● REQUIRED WORK
Tally up the lines below that include the word "stdout". Answer with the number alone.

[DATASET RECORDS]

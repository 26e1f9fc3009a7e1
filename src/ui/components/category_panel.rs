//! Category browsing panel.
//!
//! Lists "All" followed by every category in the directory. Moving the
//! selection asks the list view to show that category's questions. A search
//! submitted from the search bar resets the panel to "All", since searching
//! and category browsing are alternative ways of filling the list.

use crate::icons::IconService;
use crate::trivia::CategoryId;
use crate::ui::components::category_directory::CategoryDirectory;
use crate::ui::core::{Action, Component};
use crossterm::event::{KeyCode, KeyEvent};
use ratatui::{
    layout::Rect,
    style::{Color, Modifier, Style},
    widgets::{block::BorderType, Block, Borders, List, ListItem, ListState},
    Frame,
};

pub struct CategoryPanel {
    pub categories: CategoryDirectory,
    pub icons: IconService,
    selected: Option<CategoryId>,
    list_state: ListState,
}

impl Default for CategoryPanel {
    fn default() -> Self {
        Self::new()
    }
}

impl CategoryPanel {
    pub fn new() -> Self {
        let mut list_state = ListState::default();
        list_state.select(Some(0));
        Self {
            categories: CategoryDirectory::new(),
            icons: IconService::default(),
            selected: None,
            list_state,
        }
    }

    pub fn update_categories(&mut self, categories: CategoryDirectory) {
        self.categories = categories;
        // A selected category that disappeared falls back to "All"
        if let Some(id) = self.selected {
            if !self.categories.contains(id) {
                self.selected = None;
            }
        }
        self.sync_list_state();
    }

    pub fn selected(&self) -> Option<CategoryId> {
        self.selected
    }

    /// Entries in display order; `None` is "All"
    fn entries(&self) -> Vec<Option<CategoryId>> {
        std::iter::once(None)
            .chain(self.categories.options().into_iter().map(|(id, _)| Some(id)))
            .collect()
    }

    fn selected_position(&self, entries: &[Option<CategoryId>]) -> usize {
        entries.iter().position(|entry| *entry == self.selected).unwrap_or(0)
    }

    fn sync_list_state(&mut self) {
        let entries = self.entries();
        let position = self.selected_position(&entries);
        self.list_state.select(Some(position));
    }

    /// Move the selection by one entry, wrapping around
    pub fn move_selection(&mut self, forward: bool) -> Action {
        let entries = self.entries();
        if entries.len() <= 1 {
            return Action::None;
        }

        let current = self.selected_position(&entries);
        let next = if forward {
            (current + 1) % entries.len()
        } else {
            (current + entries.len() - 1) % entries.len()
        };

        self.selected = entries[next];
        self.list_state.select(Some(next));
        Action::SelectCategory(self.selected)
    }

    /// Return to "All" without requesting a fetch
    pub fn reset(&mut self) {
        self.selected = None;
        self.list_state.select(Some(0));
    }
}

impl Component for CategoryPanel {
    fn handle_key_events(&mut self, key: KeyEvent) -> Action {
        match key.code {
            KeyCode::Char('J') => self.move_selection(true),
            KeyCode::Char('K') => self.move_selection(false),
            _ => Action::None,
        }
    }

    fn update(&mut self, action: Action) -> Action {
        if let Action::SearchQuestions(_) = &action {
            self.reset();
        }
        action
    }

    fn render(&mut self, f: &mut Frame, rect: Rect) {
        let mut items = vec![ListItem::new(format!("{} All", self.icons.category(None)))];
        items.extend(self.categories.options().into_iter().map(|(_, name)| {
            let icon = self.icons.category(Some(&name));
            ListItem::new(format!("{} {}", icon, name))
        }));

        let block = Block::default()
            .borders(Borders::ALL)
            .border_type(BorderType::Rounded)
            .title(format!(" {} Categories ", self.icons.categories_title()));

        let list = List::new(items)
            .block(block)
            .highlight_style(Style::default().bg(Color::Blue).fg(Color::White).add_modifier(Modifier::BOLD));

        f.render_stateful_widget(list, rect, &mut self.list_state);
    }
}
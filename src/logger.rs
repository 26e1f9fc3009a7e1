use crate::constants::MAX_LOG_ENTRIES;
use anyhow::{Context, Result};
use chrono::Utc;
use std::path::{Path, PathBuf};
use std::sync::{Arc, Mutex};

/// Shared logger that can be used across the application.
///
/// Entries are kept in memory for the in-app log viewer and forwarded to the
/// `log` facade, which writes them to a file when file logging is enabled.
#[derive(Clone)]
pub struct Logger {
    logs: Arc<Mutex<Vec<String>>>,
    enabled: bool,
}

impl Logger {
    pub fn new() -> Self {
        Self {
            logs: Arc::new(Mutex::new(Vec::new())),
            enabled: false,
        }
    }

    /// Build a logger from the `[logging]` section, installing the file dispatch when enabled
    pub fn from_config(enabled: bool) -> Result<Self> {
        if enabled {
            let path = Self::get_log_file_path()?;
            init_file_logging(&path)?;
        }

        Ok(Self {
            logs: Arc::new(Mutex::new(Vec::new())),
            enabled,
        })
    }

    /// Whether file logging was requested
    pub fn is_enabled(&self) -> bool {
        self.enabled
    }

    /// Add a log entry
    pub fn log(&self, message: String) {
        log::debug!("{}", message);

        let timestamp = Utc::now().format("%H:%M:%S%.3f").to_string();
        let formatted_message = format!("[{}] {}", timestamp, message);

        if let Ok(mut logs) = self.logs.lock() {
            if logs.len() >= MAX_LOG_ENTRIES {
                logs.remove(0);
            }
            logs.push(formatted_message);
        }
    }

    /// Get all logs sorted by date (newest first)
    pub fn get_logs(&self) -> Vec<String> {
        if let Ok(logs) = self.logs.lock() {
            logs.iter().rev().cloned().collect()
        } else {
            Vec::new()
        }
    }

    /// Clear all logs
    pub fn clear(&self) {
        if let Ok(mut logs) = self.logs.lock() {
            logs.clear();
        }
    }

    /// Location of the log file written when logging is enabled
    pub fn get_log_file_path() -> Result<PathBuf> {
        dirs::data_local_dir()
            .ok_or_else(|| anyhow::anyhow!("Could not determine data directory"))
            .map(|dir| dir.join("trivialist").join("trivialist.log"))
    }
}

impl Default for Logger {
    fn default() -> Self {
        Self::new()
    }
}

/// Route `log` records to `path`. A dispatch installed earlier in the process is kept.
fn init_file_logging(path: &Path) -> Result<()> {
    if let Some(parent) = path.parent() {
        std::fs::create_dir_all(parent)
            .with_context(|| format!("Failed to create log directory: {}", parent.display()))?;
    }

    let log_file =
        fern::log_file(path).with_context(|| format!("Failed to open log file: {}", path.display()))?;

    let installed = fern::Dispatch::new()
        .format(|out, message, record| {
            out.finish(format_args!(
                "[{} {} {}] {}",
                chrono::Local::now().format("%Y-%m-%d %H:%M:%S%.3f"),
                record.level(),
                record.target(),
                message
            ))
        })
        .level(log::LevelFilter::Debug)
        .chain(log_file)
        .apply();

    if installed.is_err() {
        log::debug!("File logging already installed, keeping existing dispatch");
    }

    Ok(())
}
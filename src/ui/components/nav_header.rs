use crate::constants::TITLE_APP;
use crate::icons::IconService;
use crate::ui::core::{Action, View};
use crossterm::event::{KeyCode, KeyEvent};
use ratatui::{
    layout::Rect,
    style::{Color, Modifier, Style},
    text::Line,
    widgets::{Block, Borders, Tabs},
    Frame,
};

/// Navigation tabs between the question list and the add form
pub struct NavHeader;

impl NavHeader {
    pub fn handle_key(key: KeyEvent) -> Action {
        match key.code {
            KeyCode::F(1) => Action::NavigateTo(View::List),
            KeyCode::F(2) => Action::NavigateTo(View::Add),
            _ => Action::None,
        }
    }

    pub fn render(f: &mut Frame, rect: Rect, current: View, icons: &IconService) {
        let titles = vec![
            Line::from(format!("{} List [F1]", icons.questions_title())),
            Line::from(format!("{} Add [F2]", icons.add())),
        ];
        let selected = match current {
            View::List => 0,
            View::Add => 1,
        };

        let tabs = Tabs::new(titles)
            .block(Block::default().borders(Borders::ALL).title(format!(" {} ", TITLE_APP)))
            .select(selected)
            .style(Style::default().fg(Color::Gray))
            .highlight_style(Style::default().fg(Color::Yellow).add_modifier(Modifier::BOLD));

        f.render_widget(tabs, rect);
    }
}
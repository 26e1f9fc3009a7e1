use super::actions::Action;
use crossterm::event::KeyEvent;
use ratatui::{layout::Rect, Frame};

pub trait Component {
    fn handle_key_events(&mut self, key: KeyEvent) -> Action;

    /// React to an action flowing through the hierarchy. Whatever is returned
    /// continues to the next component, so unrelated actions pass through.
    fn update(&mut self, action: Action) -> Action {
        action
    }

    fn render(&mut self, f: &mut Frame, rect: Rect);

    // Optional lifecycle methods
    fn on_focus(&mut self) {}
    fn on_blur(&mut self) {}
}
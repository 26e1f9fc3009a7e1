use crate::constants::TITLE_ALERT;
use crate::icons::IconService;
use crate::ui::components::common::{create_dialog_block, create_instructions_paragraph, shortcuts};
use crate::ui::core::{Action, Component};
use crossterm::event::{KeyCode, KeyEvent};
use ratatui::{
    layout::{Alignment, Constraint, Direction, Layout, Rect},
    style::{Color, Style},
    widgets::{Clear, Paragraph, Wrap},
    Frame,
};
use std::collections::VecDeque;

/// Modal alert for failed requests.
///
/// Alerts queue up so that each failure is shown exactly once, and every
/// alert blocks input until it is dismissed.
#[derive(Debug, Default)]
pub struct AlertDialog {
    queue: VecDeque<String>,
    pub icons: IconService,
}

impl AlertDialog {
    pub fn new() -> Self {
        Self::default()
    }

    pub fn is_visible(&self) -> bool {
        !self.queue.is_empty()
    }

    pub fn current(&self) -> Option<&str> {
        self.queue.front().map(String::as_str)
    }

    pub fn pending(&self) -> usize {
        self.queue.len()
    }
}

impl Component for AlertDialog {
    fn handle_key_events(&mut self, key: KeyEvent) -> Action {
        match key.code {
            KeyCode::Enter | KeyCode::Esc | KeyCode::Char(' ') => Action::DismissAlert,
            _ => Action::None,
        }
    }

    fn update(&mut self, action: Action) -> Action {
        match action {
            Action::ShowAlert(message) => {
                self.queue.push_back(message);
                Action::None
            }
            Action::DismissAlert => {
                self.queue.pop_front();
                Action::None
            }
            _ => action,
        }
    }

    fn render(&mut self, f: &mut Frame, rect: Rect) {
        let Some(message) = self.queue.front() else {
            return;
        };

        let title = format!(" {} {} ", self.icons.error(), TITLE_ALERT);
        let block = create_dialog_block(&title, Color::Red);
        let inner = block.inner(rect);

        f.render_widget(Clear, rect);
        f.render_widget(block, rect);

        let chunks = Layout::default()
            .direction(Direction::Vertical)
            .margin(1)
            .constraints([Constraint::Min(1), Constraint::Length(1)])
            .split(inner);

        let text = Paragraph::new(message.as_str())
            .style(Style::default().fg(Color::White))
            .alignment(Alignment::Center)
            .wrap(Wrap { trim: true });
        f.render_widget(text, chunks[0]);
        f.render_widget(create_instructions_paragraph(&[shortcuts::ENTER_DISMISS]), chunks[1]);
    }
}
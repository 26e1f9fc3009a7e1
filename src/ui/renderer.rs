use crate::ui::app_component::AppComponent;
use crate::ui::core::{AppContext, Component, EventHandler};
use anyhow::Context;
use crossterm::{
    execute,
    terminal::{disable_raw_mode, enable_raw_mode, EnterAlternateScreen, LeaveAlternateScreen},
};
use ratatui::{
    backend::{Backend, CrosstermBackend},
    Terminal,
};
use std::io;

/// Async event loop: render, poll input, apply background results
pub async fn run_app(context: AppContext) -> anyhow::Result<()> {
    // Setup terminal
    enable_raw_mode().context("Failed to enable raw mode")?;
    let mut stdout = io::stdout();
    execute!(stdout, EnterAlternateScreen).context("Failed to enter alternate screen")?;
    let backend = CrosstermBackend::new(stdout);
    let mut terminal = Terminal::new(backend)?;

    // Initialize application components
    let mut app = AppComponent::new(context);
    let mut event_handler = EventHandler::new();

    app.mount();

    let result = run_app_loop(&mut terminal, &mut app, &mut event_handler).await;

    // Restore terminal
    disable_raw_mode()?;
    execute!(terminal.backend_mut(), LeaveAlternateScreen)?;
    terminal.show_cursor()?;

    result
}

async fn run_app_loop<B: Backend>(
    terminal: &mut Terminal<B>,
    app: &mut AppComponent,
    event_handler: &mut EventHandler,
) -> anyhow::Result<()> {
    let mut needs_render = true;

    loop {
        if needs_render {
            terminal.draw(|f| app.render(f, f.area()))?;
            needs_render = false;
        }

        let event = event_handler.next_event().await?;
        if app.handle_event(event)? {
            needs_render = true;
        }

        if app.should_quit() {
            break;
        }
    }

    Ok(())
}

[/DATASET RECORDS]

● SOLUTION FOR THIS PROBLEM
3